◆ **What you are asked to do**
Count every line that includes the string "datetimeMonth" in the entries that follow. Nothing besides the number is needed.

--- Data for analysis Enclosed Below ---

/// Library function names.  Each is installed into script globals under this
/// name when a script executes.
pub const SCRIPT_FUNCTIONS: &[&str] = &[
    // Array
    "arrayCopy",
    "arrayExtend",
    "arrayGet",
    "arrayIndexOf",
    "arrayJoin",
    "arrayLastIndexOf",
    "arrayLength",
    "arrayNew",
    "arrayNewSize",
    "arrayPop",
    "arrayPush",
    "arraySet",
    "arrayShift",
    "arraySlice",
    "arraySort",
    // Datetime
    "datetimeAdd",
    "datetimeDay",
    "datetimeDiff",
    "datetimeHour",
    "datetimeISOFormat",
    "datetimeISOParse",
    "datetimeMillisecond",
    "datetimeMinute",
    "datetimeMonth",
    "datetimeNew",
    "datetimeNewUTC",
    "datetimeNow",
    "datetimeSecond",
    "datetimeToday",
    "datetimeYear",
    // JSON
    "jsonParse",
    "jsonStringify",
    // Math
    "mathAbs",
    "mathAcos",
    "mathAsin",
    "mathAtan",
    "mathAtan2",
    "mathCeil",
    "mathCos",
    "mathFloor",
    "mathLn",
    "mathLog",
    "mathMax",
    "mathMin",
    "mathPi",
    "mathRandom",
    "mathRound",
    "mathSign",
    "mathSin",
    "mathSqrt",
    "mathTan",
    // Number
    "numberParseFloat",
    "numberParseInt",
    "numberToFixed",
    // Object
    "objectCopy",
    "objectDelete",
    "objectGet",
    "objectHas",
    "objectKeys",
    "objectNew",
    "objectSet",
    // Regex
    "regexNew",
    // String
    "stringCharCodeAt",
    "stringEndsWith",
    "stringFromCharCode",
    "stringIndexOf",
    "stringLastIndexOf",
    "stringLength",
    "stringLower",
    "stringNew",
    "stringRepeat",
    "stringReplace",
    "stringSlice",
    "stringSplit",
    "stringStartsWith",
    "stringTrim",
    "stringUpper",
    // System
    "systemFetch",
    "systemGlobalGet",
    "systemGlobalSet",
    "systemLog",
    "systemLogDebug",
    "systemPartial",
    "systemType",
];

/// Short names available to expressions evaluated with builtins enabled,
/// paired with the library function each one calls.
pub const EXPRESSION_FUNCTIONS: &[(&str, &str)] = &[
    ("abs", "mathAbs"),
    ("acos", "mathAcos"),
    ("asin", "mathAsin"),
    ("atan", "mathAtan"),
    ("atan2", "mathAtan2"),
    ("ceil", "mathCeil"),
    ("charCodeAt", "stringCharCodeAt"),
    ("cos", "mathCos"),
    ("date", "datetimeNew"),
    ("dateAdd", "datetimeAdd"),
    ("dateDiff", "datetimeDiff"),
    ("day", "datetimeDay"),
    ("endsWith", "stringEndsWith"),
    ("indexOf", "stringIndexOf"),
    ("fixed", "numberToFixed"),
    ("floor", "mathFloor"),
    ("fromCharCode", "stringFromCharCode"),
    ("hour", "datetimeHour"),
    ("lastIndexOf", "stringLastIndexOf"),
    ("len", "stringLength"),
    ("lower", "stringLower"),
    ("ln", "mathLn"),
    ("log", "mathLog"),
    ("max", "mathMax"),
    ("min", "mathMin"),
    ("millisecond", "datetimeMillisecond"),
    ("minute", "datetimeMinute"),
    ("month", "datetimeMonth"),
    ("now", "datetimeNow"),
    ("parseInt", "numberParseInt"),
    ("parseFloat", "numberParseFloat"),
    ("pi", "mathPi"),
    ("rand", "mathRandom"),
    ("replace", "stringReplace"),
    ("rept", "stringRepeat"),
    ("round", "mathRound"),
    ("second", "datetimeSecond"),
    ("sign", "mathSign"),
    ("sin", "mathSin"),
    ("slice", "stringSlice"),
    ("sqrt", "mathSqrt"),
    ("startsWith", "stringStartsWith"),
    ("text", "stringNew"),
    ("tan", "mathTan"),
    ("today", "datetimeToday"),
    ("trim", "stringTrim"),
    ("upper", "stringUpper"),
    ("year", "datetimeYear"),
];

/// Look up a library function by its full name.
pub fn script_function(name: &str) -> Option<Function> {
    SCRIPT_FUNCTIONS.iter().find(|&&n| n == name).map(|&n| Function::Native(n))
}

/// Look up a library function by its expression alias.
pub fn expression_function(name: &str) -> Option<Function> {
    EXPRESSION_FUNCTIONS
        .iter()
        .find(|(alias, _)| *alias == name)
        .map(|&(_, n)| Function::Native(n))
}

/// Dispatch a library function call.
///
/// Returns `None` if `name` is not a library function.
pub fn call_builtin(name: &str, args: &[Value], ctx: &mut ExecContext) -> Option<Result<Value, CallError>> {
    trace!(name, args = args.len(), "builtin");
    Some(match name {
        // ── Array ────────────────────────────────────────────────────────────
        "arrayCopy" => total(array_copy(args)),
        "arrayExtend" => total(array_extend(args)),
        "arrayGet" => total(array_get(args)),
        "arrayIndexOf" => array_index_of(args, ctx, false),
        "arrayJoin" => total(array_join(args)),
        "arrayLastIndexOf" => array_index_of(args, ctx, true),
        "arrayLength" => total(array(args, 0).map(|a| len_value(a.borrow().len()))),
        "arrayNew" => Ok(Value::array(args.to_vec())),
        "arrayNewSize" => array_new_size(args),
        "arrayPop" => total(array(args, 0).and_then(|a| a.borrow_mut().pop())),
        "arrayPush" => total(array_push(args)),
        "arraySet" => total(array_set(args)),
        "arrayShift" => total(array_shift(args)),
        "arraySlice" => total(array_slice(args)),
        "arraySort" => array_sort(args, ctx),

        // ── Datetime ─────────────────────────────────────────────────────────
        "datetimeAdd" => total(datetime_add(args)),
        "datetimeDay" => datetime_field(args, |dt| dt.day().into()),
        "datetimeDiff" => total(datetime_diff(args)),
        "datetimeHour" => datetime_field(args, |dt| dt.hour().into()),
        "datetimeISOFormat" => total(datetime_iso_format(args)),
        "datetimeISOParse" => total(string(args, 0).and_then(parse_iso_datetime).map(Value::Datetime)),
        "datetimeMillisecond" => datetime_field(args, |dt| {
            round_helper(f64::from(dt.nanosecond() % 1_000_000_000) / 1_000_000.0, 0)
        }),
        "datetimeMinute" => datetime_field(args, |dt| dt.minute().into()),
        "datetimeMonth" => datetime_field(args, |dt| dt.month().into()),
        "datetimeNew" => total(datetime_new(args, false)),
        "datetimeNewUTC" => total(datetime_new(args, true)),
        "datetimeNow" => Ok(Value::Datetime(Local::now().fixed_offset())),
        "datetimeSecond" => datetime_field(args, |dt| dt.second().into()),
        "datetimeToday" => total(datetime_today()),
        "datetimeYear" => datetime_field(args, |dt| dt.year().into()),

        // ── JSON ─────────────────────────────────────────────────────────────
        "jsonParse" => json_parse(args),
        "jsonStringify" => json_stringify(args),

        // ── Math ─────────────────────────────────────────────────────────────
        "mathAbs" => math1(args, f64::abs),
        "mathAcos" => math1(args, f64::acos),
        "mathAsin" => math1(args, f64::asin),
        "mathAtan" => math1(args, f64::atan),
        "mathAtan2" => total(number(args, 0).zip(number(args, 1)).map(|(y, x)| y.atan2(x).into())),
        "mathCeil" => math1(args, f64::ceil),
        "mathCos" => math1(args, f64::cos),
        "mathFloor" => math1(args, f64::floor),
        "mathLn" => total(number(args, 0).filter(|&x| x > 0.0).map(|x| x.ln().into())),
        "mathLog" => total(math_log(args)),
        "mathMax" => total(math_extreme(args, Ordering::Greater)),
        "mathMin" => total(math_extreme(args, Ordering::Less)),
        "mathPi" => Ok(Value::Number(std::f64::consts::PI)),
        "mathRandom" => Ok(Value::Number(rand::random::<f64>())),
        "mathRound" => total(math_round(args)),
        "mathSign" => total(number(args, 0).map(math_sign)),
        "mathSin" => math1(args, f64::sin),
        "mathSqrt" => math1(args, f64::sqrt),
        "mathTan" => math1(args, f64::tan),

        // ── Number ───────────────────────────────────────────────────────────
        "numberParseFloat" => number_parse_float(args),
        "numberParseInt" => number_parse_int(args),
        "numberToFixed" => number_to_fixed(args),

        // ── Object ───────────────────────────────────────────────────────────
        "objectCopy" => total(object(args, 0).map(|o| Value::object(o.borrow().clone()))),
        "objectDelete" => {
            if let (Some(o), Some(key)) = (object(args, 0), string(args, 1)) {
                o.borrow_mut().shift_remove(key);
            }
            Ok(Value::Null)
        }
        "objectGet" => Ok(object_get(args)),
        "objectHas" => total(object(args, 0).zip(string(args, 1)).map(|(o, key)| o.borrow().contains_key(key).into())),
        "objectKeys" => total(object(args, 0).map(|o| {
            Value::array(o.borrow().keys().map(|k| Value::from(k.as_str())).collect())
        })),
        "objectNew" => Ok(object_new(args)),
        "objectSet" => total(object_set(args)),

        // ── Regex ────────────────────────────────────────────────────────────
        "regexNew" => Ok(Value::Null),

        // ── String ───────────────────────────────────────────────────────────
        "stringCharCodeAt" => total(string_char_code_at(args)),
        "stringEndsWith" => total(string(args, 0).zip(string(args, 1)).map(|(s, x)| s.ends_with(x).into())),
        "stringFromCharCode" => string_from_char_code(args),
        "stringIndexOf" => Ok(string_index_of(args)),
        "stringLastIndexOf" => Ok(string_last_index_of(args)),
        "stringLength" => total(string(args, 0).map(|s| len_value(s.chars().count()))),
        "stringLower" => total(string(args, 0).map(|s| s.to_lowercase().into())),
        "stringNew" => Ok(Value::Str(arg(args, 0).to_string())),
        "stringRepeat" => string_repeat(args),
        "stringReplace" => total(string_replace(args)),
        "stringSlice" => total(string_slice(args)),
        "stringSplit" => string_split(args),
        "stringStartsWith" => total(string(args, 0).zip(string(args, 1)).map(|(s, x)| s.starts_with(x).into())),
        "stringTrim" => total(string(args, 0).map(|s| s.trim().into())),
        "stringUpper" => total(string(args, 0).map(|s| s.to_uppercase().into())),

        // ── System ───────────────────────────────────────────────────────────
        "systemFetch" => Ok(system_fetch(args, ctx)),
        "systemGlobalGet" => Ok(string(args, 0)
            .and_then(|name| ctx.globals.get(name).cloned())
            .unwrap_or_default()),
        "systemGlobalSet" => {
            let value = arg(args, 1);
            if let Some(name) = string(args, 0) {
                ctx.globals.insert(name.to_owned(), value.clone());
            }
            Ok(value)
        }
        "systemLog" => {
            ctx.log(&arg(args, 0).to_string());
            Ok(Value::Null)
        }
        "systemLogDebug" => {
            if ctx.debug {
                ctx.log(&arg(args, 0).to_string());
            }
            Ok(Value::Null)
        }
        "systemPartial" => system_partial(args),
        "systemType" => Ok(Value::from(arg(args, 0).type_name())),

        _ => return None,
    })
}

// ── Argument helpers ──────────────────────────────────────────────────────────

/// Largest string or array, in bytes, that one library call will build.
const MAX_BUILD_BYTES: usize = 1 << 28;

/// Most fraction digits `numberToFixed` will format.
const MAX_FIXED_DIGITS: usize = 100;

fn total(value: Option<Value>) -> Result<Value, CallError> {
    Ok(value.unwrap_or_default())
}

/// Bytes needed for `count` items of `item_size` bytes, faulting past
/// [`MAX_BUILD_BYTES`].
fn build_size(item_size: usize, count: usize) -> Result<usize, CallError> {
    item_size
        .checked_mul(count)
        .filter(|&bytes| bytes <= MAX_BUILD_BYTES)
        .ok_or_else(|| CallError::fault(format!("result of {count} items is too large")))
}

/// A string of `count` copies of `s`, built without aborting on allocation
/// failure.
fn repeat_str(s: &str, count: usize) -> Result<String, CallError> {
    let bytes = build_size(s.len(), count)?;
    let mut out = String::new();
    out.try_reserve_exact(bytes).map_err(|err| CallError::fault(err.to_string()))?;
    if !s.is_empty() {
        for _ in 0..count {
            out.push_str(s);
        }
    }
    Ok(out)
}

fn arg(args: &[Value], ix: usize) -> Value {
    args.get(ix).cloned().unwrap_or_default()
}

fn is_missing(args: &[Value], ix: usize) -> bool {
    args.get(ix).map_or(true, Value::is_null)
}

fn number(args: &[Value], ix: usize) -> Option<f64> {
    args.get(ix)?.as_number()
}

fn integer(args: &[Value], ix: usize) -> Option<i64> {
    args.get(ix)?.as_integer()
}

/// An optional integer argument: absent or null gives `default`, anything
/// else must be integral.
fn integer_or(args: &[Value], ix: usize, default: i64) -> Option<i64> {
    if is_missing(args, ix) {
        Some(default)
    } else {
        integer(args, ix)
    }
}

--- End of Enclosed Data for analysis ---

◆ **Written reply**
3